在公元1世紀,希臘雕塑的壓倒性力量甚至成功喚起了佛的造像。以前,印度的藝術家們避免用木頭或石頭造佛。最早的智者雕塑出現在阿富汗和巴基斯坦之間的邊境地區犍陀羅國,亞歷山大大帝死後,互相競爭的承繼人曾在這裡建立繼業者[86]王國(插圖76)。印度、波斯、希臘和羅馬的影響融合成一種迷人的綜合體。如果沒有異域配飾,如額頭上的寶石和極具風格的相貌,有些雕塑看上去就像羅馬的神。
插圖76:《佛陀》,犍陀羅國,公元1—2世紀,東京,國立博物館
阿波羅只來到犍陀羅國。在這裡,他的影響也隨著公元5世紀「白匈奴」[87]的入侵消散在風中。莫臥兒時期的逼真繪畫藝術很晚才繁榮起來,在阿克巴和賈漢吉爾(Dschahangir,1605—1627年在位)的時代達到高潮。在印度的藝術中,解剖圖也非常罕見,那裡寫下了成千上萬張醫學手稿,卻幾乎沒有圖示。1700年前後繪製的彩圖「阿育吠陀[88]男子」——現由英國的一家圖書館收藏——似乎受到西藏風格的影響。桑耶·嘉姆索(Sangye Gyamtso,1653—1705)罕見的捲軸畫可能就是在拉薩繪製的。畫中展示的是《藍琉璃》,一本傳統藏醫的綱要,由五世達賴喇嘛的博學多識的「攝政王」第司·桑吉嘉措(Ngawang Lobsang Gyatsho)所著。
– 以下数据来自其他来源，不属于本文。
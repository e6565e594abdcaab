mod arith;
mod compare;
mod control;
mod io;
mod memory;
mod string;

pub use control::Cond;
pub use memory::{Base, CharRef, MemRef};

use crate::compile::regs::SReg;
use std::io::{self as stdio, Write};

/// Longest name the linker's name table accepts, `@` prefix included.
const MAX_EXTERNAL_LEN: usize = 8;

/// One CAL line: an optional location-field label (columns 1-8), a result
/// or pseudo-op field starting in column 10, and an operand field. All
/// column alignment lives in `Instr::format`, nowhere else.
#[derive(Clone, Debug)]
pub struct Instr {
    pub label: Option<String>,
    pub op: String,
    pub arg: String,
}

impl Instr {
    pub fn new(label: Option<&str>, op: &str, arg: &str) -> Instr {
        Instr {
            label: label.map(str::to_string),
            op: op.to_string(),
            arg: arg.to_string(),
        }
    }

    pub fn format(&self) -> String {
        let label = self.label.as_deref().unwrap_or("");
        if self.arg.is_empty() {
            format!("{:<9}{}", label, self.op)
        } else {
            format!("{:<9}{:<10}{}", label, self.op, self.arg)
        }
    }
}

/// Collects the code and data streams of one program unit and flushes them
/// as a bracketed CAL module. Data items (constants, format strings, DATA
/// initialisers, jump tables) are deferred to the data section emitted at
/// END.
pub struct Emitter {
    code: Vec<Instr>,
    data: Vec<Instr>,
    commons: Vec<Instr>,
    in_common: bool,
    comments: Vec<(usize, String)>,
}

impl Emitter {
    pub fn new() -> Emitter {
        Emitter {
            code: Vec::new(),
            data: Vec::new(),
            commons: Vec::new(),
            in_common: false,
            comments: Vec::new(),
        }
    }

    pub fn reset(&mut self) {
        self.code.clear();
        self.data.clear();
        self.commons.clear();
        self.in_common = false;
        self.comments.clear();
    }

    pub fn instr(&mut self, op: &str, arg: &str) {
        self.code.push(Instr::new(None, op, arg));
    }

    pub fn instr_labeled(&mut self, label: &str, op: &str, arg: &str) {
        self.code.push(Instr::new(Some(label), op, arg));
    }

    /// Defines `label` at the current code location.
    pub fn place_label(&mut self, label: &str) {
        self.code.push(Instr::new(Some(label), "=", "*"));
    }

    /// An assembly-time equate; used for the frame-size forward reference.
    pub fn equate(&mut self, label: &str, value: i64) {
        self.code.push(Instr::new(Some(label), "=", &value.to_string()));
    }

    /// A `*` comment line ahead of the next instruction; used for the
    /// source echo.
    pub fn comment(&mut self, text: &str) {
        self.comments.push((self.code.len(), format!("*{}", text)));
    }

    fn data_stream(&mut self) -> &mut Vec<Instr> {
        if self.in_common {
            &mut self.commons
        } else {
            &mut self.data
        }
    }

    pub fn data_word(&mut self, label: Option<&str>, text: &str) {
        let instr = Instr::new(label, "CON", text);
        self.data_stream().push(instr);
    }

    pub fn data_string(&mut self, label: Option<&str>, s: &str) {
        let quoted = format!("'{}'", s.replace('\'', "''"));
        let instr = Instr::new(label, "DATA", &quoted);
        self.data_stream().push(instr);
    }

    pub fn data_reserve(&mut self, label: Option<&str>, words: u64) {
        let instr = Instr::new(label, "BSS", &words.to_string());
        self.data_stream().push(instr);
    }

    /// Routes subsequent data items into a named COMMON section until
    /// `end_common_section`. The linker coalesces the sections by name.
    pub fn begin_common_section(&mut self, name: &str) {
        let section = section_name(name);
        self.commons
            .push(Instr::new(Some(&section), "SECTION", "COMMON"));
        self.in_common = true;
    }

    pub fn end_common_section(&mut self) {
        self.commons.push(Instr::new(None, "SECTION", "*"));
        self.in_common = false;
    }

    pub fn code_len(&self) -> usize {
        self.code.len()
    }

    /// Formatted code lines; the unit tests inspect these.
    pub fn code_lines(&self) -> Vec<String> {
        self.code.iter().map(Instr::format).collect()
    }

    pub fn has_data(&self) -> bool {
        !self.data.is_empty()
    }

    /// Writes the whole unit: `IDENT`, the code section, the data section
    /// when present, `END`. Section directives alternate
    /// `NAME SECTION TYPE` and `SECTION *`.
    pub fn flush(&mut self, unit: &str, out: &mut dyn Write) -> stdio::Result<()> {
        let section = section_name(unit);
        writeln!(out, "{}", Instr::new(None, "IDENT", unit).format())?;
        writeln!(
            out,
            "{}",
            Instr::new(Some(&section), "SECTION", "CODE").format()
        )?;
        let mut next_comment = 0;
        for (i, instr) in self.code.iter().enumerate() {
            while next_comment < self.comments.len() && self.comments[next_comment].0 <= i {
                writeln!(out, "{}", self.comments[next_comment].1)?;
                next_comment += 1;
            }
            writeln!(out, "{}", instr.format())?;
        }
        while next_comment < self.comments.len() {
            writeln!(out, "{}", self.comments[next_comment].1)?;
            next_comment += 1;
        }
        writeln!(out, "{}", Instr::new(None, "SECTION", "*").format())?;
        if !self.data.is_empty() {
            writeln!(
                out,
                "{}",
                Instr::new(Some(&section), "SECTION", "DATA").format()
            )?;
            for instr in &self.data {
                writeln!(out, "{}", instr.format())?;
            }
            writeln!(out, "{}", Instr::new(None, "SECTION", "*").format())?;
        }
        for instr in &self.commons {
            writeln!(out, "{}", instr.format())?;
        }
        writeln!(out, "{}", Instr::new(None, "END", "").format())?;
        self.reset();
        Ok(())
    }

    // --- software stack (A7) ---

    pub fn push_s(&mut self, r: SReg) {
        self.instr("A7", "A7-1");
        self.instr("0,A7", &r.to_string());
    }

    pub fn pop_s(&mut self, r: SReg) {
        self.instr(&r.to_string(), "0,A7");
        self.instr("A7", "A7+1");
    }

    pub fn drop_stack(&mut self, words: u64) {
        if words > 0 {
            self.instr("A7", &format!("A7+{}", words));
        }
    }

    pub fn grow_stack(&mut self, words: u64) {
        if words > 0 {
            self.instr("A7", &format!("A7-{}", words));
        }
    }

    /// Pushes every register in `mask`, low to high.
    pub fn save_regs(&mut self, mask: u8) {
        for r in 0..8u8 {
            if mask & (1 << r) != 0 {
                self.push_s(SReg(r));
            }
        }
    }

    /// Pops every register in `mask`, high to low, mirroring `save_regs`.
    pub fn restore_regs(&mut self, mask: u8) {
        for r in (0..8u8).rev() {
            if mask & (1 << r) != 0 {
                self.pop_s(SReg(r));
            }
        }
    }

    pub fn call(&mut self, target: &str) {
        self.instr("R", target);
    }

    /// The full discipline around a primitive or runtime call: save every
    /// live register except the arguments, push the arguments low-to-high
    /// argument order, call, drop the arguments, restore. The result is in
    /// S7 afterwards.
    pub fn primitive_call(&mut self, target: &str, args: &[SReg], save_mask: u8) {
        self.save_regs(save_mask);
        for &a in args {
            self.push_s(a);
        }
        self.call(target);
        self.drop_stack(args.len() as u64);
        self.restore_regs(save_mask);
    }
}

fn section_name(unit: &str) -> String {
    let mut s: String = unit.chars().take(MAX_EXTERNAL_LEN).collect();
    if s.is_empty() {
        s.push_str("MAIN");
    }
    s
}

/// Maps a FORTRAN identifier to its externally visible CAL name: an `@`
/// prefix, underscores become `%`, and names over the linker's name-table
/// limit keep a short head and carry a 16-bit FNV-1a hash of the original
/// as four hex digits to stay unique.
pub fn external_name(name: &str) -> String {
    let mapped: String = name.chars().map(|c| if c == '_' { '%' } else { c }).collect();
    let full = format!("@{}", mapped);
    if full.len() <= MAX_EXTERNAL_LEN {
        return full;
    }
    let hash = fnv1a_16(name.as_bytes());
    let head: String = full.chars().take(MAX_EXTERNAL_LEN - 4).collect();
    format!("{}{:04X}", head, hash)
}

/// 32-bit FNV-1a folded to 16 bits by xor of the halves.
fn fnv1a_16(bytes: &[u8]) -> u16 {
    let mut h: u32 = 0x811c_9dc5;
    for &b in bytes {
        h ^= b as u32;
        h = h.wrapping_mul(0x0100_0193);
    }
    ((h >> 16) ^ (h & 0xFFFF)) as u16
}

#[cfg(test)]
mod test {
    use super::*;

    #[test]
    fn instruction_columns() {
        let i = Instr::new(None, "S1", "14");
        assert_eq!(i.format(), "         S1        14");
        let l = Instr::new(Some("L00001"), "=", "*");
        assert_eq!(l.format(), "L00001   =         *");
    }

    #[test]
    fn external_names_map_underscores() {
        assert_eq!(external_name("_cpystr"), "@%cpystr");
        assert_eq!(external_name("SUB"), "@SUB");
    }

    #[test]
    fn long_external_names_are_hashed() {
        let a = external_name("VERYLONGNAME");
        let b = external_name("VERYLONGNAMB");
        assert_eq!(a.len(), MAX_EXTERNAL_LEN);
        assert_eq!(b.len(), MAX_EXTERNAL_LEN);
        assert!(a.starts_with("@VER"));
        assert_ne!(a, b);
    }

    #[test]
    fn save_restore_order_mirror() {
        let mut em = Emitter::new();
        em.save_regs(0b0000_0110);
        em.restore_regs(0b0000_0110);
        let lines: Vec<String> = em.code.iter().map(|i| i.format()).collect();
        // pushes S1 then S2, pops S2 then S1
        assert!(lines[1].contains("S1"));
        assert!(lines[3].contains("S2"));
        assert!(lines[4].starts_with("         S2"));
        assert!(lines[6].starts_with("         S1"));
    }

    #[test]
    fn flush_brackets_the_module() {
        let mut em = Emitter::new();
        em.instr("S1", "14");
        em.data_word(Some("L00001"), "5");
        let mut out = Vec::new();
        em.flush("MAIN", &mut out).unwrap();
        let text = String::from_utf8(out).unwrap();
        let lines: Vec<&str> = text.lines().collect();
        assert_eq!(lines[0], "         IDENT     MAIN");
        assert_eq!(lines[1], "MAIN     SECTION   CODE");
        assert!(lines.contains(&"         SECTION   *"));
        assert!(lines.contains(&"MAIN     SECTION   DATA"));
        assert_eq!(lines.last().unwrap(), &"         END");
    }
}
就美學價值而言,大多數「其他」文化拒絕「現實主義的遊戲」〔克萊格·哈貝森(Craig Harbison)語〕是無關緊要的——但卻對科學或技術類插圖的歷史有深遠影響。正如尤金·S. 弗格森(Eugene S. Ferguson)所言,要發明高度複雜的裝置更需要藉助圖像進行思考和交流,對數學知識反而要求不高。人們用語言就可以描述一個水力驅動的管風琴的構造,就跟薩洛蒙·得·高斯設計的一模一樣!
追隨穆罕默德、佛陀或濕婆的土地上的人們放棄繪製解剖學發現,其原因在很大程度上深深植根於他們的社會秩序和精神性中。阿育吠陀就是一例。印度數千年的治療方法並沒有將身體視為封閉的整體,相反,印度人認為身體一直與自然和社會環境相互滲透。根據阿育吠陀學說,健康可以簡短地總結為,每個個體的三種「督夏」(doshas)能量——首先是水和土,其次是火,最後是空氣和以太——與宏觀宇宙保持平衡及和諧。治療師知道馬爾曼穴(marman),神秘的能量中心;他知道受損會帶來危險,觸摸或按摩它們會帶來積極效果。因此,阿育吠陀不僅僅是醫學,而是梵語概念所指的「生命周期的知識」。它不僅讓人得以生存,還有助於人們過上「美好生活」。這個概念包含了物理、心理和道德方面,例如對待周圍人的「正確行為」。解剖學知識對於其應用完全是可有可無的。顯然,英國殖民政權才把印度醫生趕到解剖台前,他們的第一次屍體解剖手術於1836年在加爾各答進行。西醫沒有取代阿育吠陀,而是與它並存。印度醫生在阿育吠陀體系內以理性的科學精神實踐,曾經是這樣,現在仍然是這樣。從遠古時代起,他們就依靠觀察和經驗。他們的理性是另一種形式的,但並不比歐洲人差。